WHAT IS NEEDED: The response must restate all of the data word for word.

Collected data
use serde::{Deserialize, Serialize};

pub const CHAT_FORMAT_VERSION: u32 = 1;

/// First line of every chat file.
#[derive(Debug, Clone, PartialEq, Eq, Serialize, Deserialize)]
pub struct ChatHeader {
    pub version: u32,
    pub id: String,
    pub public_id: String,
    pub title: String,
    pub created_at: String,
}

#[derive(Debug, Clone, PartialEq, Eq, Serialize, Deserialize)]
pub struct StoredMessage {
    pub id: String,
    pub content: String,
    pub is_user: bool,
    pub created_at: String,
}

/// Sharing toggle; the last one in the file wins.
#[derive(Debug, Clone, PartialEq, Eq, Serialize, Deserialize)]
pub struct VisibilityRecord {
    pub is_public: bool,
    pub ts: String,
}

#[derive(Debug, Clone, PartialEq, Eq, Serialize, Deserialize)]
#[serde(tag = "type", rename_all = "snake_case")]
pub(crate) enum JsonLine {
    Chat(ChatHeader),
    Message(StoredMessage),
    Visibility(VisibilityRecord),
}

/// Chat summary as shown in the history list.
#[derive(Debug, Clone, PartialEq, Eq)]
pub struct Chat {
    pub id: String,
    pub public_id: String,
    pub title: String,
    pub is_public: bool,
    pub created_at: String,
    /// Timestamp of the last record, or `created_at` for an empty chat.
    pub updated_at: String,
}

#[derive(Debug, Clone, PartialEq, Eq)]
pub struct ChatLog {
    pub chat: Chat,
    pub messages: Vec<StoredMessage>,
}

PROBLEM SOLUTION:
use serde::{Deserialize, Serialize};

pub const CHAT_FORMAT_VERSION: u32 = 1;

/// First line of every chat file.
#[derive(Debug, Clone, PartialEq, Eq, Serialize, Deserialize)]
pub struct ChatHeader {
    pub version: u32,
    pub id: String,
    pub public_id: String,
    pub title: String,
    pub created_at: String,
}

#[derive(Debug, Clone, PartialEq, Eq, Serialize, Deserialize)]
pub struct StoredMessage {
    pub id: String,
    pub content: String,
    pub is_user: bool,
    pub created_at: String,
}

/// Sharing toggle; the last one in the file wins.
#[derive(Debug, Clone, PartialEq, Eq, Serialize, Deserialize)]
pub struct VisibilityRecord {
    pub is_public: bool,
    pub ts: String,
}

#[derive(Debug, Clone, PartialEq, Eq, Serialize, Deserialize)]
#[serde(tag = "type", rename_all = "snake_case")]
pub(crate) enum JsonLine {
    Chat(ChatHeader),
    Message(StoredMessage),
    Visibility(VisibilityRecord),
}

/// Chat summary as shown in the history list.
#[derive(Debug, Clone, PartialEq, Eq)]
pub struct Chat {
    pub id: String,
    pub public_id: String,
    pub title: String,
    pub is_public: bool,
    pub created_at: String,
    /// Timestamp of the last record, or `created_at` for an empty chat.
    pub updated_at: String,
}

#[derive(Debug, Clone, PartialEq, Eq)]
pub struct ChatLog {
    pub chat: Chat,
    pub messages: Vec<StoredMessage>,
}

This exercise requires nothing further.